Which brings us to third entry in Marvel Studios’ Assembled, which focuses on the making of Loki. The hour-long documentary is an impressively comprehensive watch, taking us right back to the early days of Tom Hiddleston stepping into the god of mischief’s shoes – we see footage of him on the set of Thor, and also early video of him in the costume, accompanied by some reminiscing about Kenneth Branagh getting the actor involved in the superhero flick.
That leads us to San Diego Comic-Con in 2013, when Marvel bigwig Kevin Feige got Hiddleston to appear in front of a crowded convention audience in character. It’s the moment, we’re told, when Hiddleston really understood the importance of the character, but it’s also the kind of thing that can seem a little self-congratulatory, not least because of how well Hiddleston plays Loki with an entitled, arrogant smirk.
It’s unfortunate, then, he gets a bit distracted here by an overwritten voiceover narration, which leans a little too much into Loki’s fondness for being the centre of attention and leaves us waiting for him to stop embarking on a tangent about time (or “thyme”) and let us get on with learning more about the work that went into the show.
With 299 days, 7,100 hours, going into the project, that’s certainly a lot of work, and Assembled does a great job of highlighting just how detailed those efforts were. We learn about the set design for the TVA (the filming location was an Atlantic Marriott hotel), how the low ceilings and eyeball-like lighting added to the sense of being watched, while also reinforcing the Brazil-esque vibes of the timelessly retro office space.

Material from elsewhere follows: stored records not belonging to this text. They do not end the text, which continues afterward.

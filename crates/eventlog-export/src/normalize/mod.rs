use serde::Serialize;
use tracing::debug;

use crate::error::{ExportError, ExportResult};
use crate::models::{
    CanonicalEvent, EventCategory, EventMetadata, FilterSpecification, LIFECYCLE_COMPLETE,
    RawEventRecord, RawEventTable, RawTimestamp,
};
use crate::utils::time::{epoch_to_datetime, parse_event_timestamp};

#[derive(Debug, Clone, Copy, Default, PartialEq, Eq, Serialize)]
pub struct NormalizeCounts {
    pub input_records: usize,
    pub missing_identity: usize,
    pub bot_messages_removed: usize,
    pub lifecycle_start_removed: usize,
    pub outside_window: usize,
    pub records_emitted: usize,
}

#[derive(Debug, Clone, PartialEq)]
pub struct NormalizedEvents {
    pub events: Vec<CanonicalEvent>,
    pub counts: NormalizeCounts,
}

/// Projects raw rows onto the canonical schema, applies the closed date
/// window and re-applies the inclusion filters after recoding. Every
/// timestamp must parse; a single bad value fails the extraction.
pub fn normalize(
    table: RawEventTable,
    filters: &FilterSpecification,
) -> ExportResult<NormalizedEvents> {
    let mut counts = NormalizeCounts {
        input_records: table.len(),
        ..NormalizeCounts::default()
    };

    let mut events = Vec::with_capacity(table.len());
    for record in table {
        let Some(event) = canonicalize(record)? else {
            counts.missing_identity += 1;
            continue;
        };

        if !filters.contains_instant(event.timestamp) {
            counts.outside_window += 1;
            continue;
        }

        if !filters.include_bot_messages() && !event.event_type.is_conversation_event() {
            counts.bot_messages_removed += 1;
            continue;
        }
        if !filters.include_lifecycle_start()
            && event.lifecycle_transition.as_deref() != Some(LIFECYCLE_COMPLETE)
        {
            counts.lifecycle_start_removed += 1;
            continue;
        }
        events.push(event);
    }

    counts.records_emitted = events.len();
    debug!(?counts, "normalized raw events");

    if events.is_empty() {
        return Err(ExportError::NoEventsFound {
            resource_ids: filters.resource_ids().to_vec(),
        });
    }
    Ok(NormalizedEvents { events, counts })
}

/// `None` when the row lacks a case id or a timestamp.
fn canonicalize(record: RawEventRecord) -> ExportResult<Option<CanonicalEvent>> {
    let Some(case_id) = record
        .case_id
        .map(|case_id| case_id.trim().to_string())
        .filter(|case_id| !case_id.is_empty())
    else {
        return Ok(None);
    };

    let parsed = match &record.timestamp {
        RawTimestamp::Missing => return Ok(None),
        RawTimestamp::Text(raw) => parse_event_timestamp(raw),
        RawTimestamp::Epoch(epoch) => epoch_to_datetime(*epoch),
    };
    let timestamp = parsed.map_err(|error| {
        ExportError::data_integrity(format!(
            "invalid timestamp for case `{case_id}` (resource `{}`): {error:#}",
            record.resource.as_deref().unwrap_or("<none>")
        ))
    })?;

    let event_type = EventCategory::recode(record.event_type.as_deref().unwrap_or_default());

    Ok(Some(CanonicalEvent {
        case_id,
        activity_name: record.activity_name,
        timestamp,
        lifecycle_transition: record.lifecycle_phase,
        event_type,
        resource: record.resource,
        resource_type: record.resource_type,
        remarks: record.remarks,
        metadata: EventMetadata::default(),
    }))
}
pub mod app;
pub mod commands;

Compare that to the town featured on Lamentis, which had to be created in full to enable a near-one-take show rushing through a chase sequence, and you get a sense of just how varied and imaginative every department on the programme is.
They’re all marshalled with enthusiasm by director Kate Herron, who is a recurring and welcome presence, as her lengthy pitch to Marvel set the tone for a charmingly geeky and in-depth production. She also interestingly talks about the casting, which includes Jonathan Majors as He Who Remains / Kong the Conqueror, who will become a key figure in the MCU going forward. But the best moments are when she talks about Owen Wilson, or when Wilson and Hiddleston share the screen, chatting about their history playing Hamlet on stage (spoiler: only one of them has played Hamlet) while clearly respecting and admiring each other’s work. If you were slightly underwhelmed by the cliffhanger nature of Loki’s Season 1 finale, this documentary recaptures the sense of fun that made it so thrilling to begin with – and leaves you longing for the second season to arriver sooner just to see Wilson and Hiddleston enjoying each other’s company once again.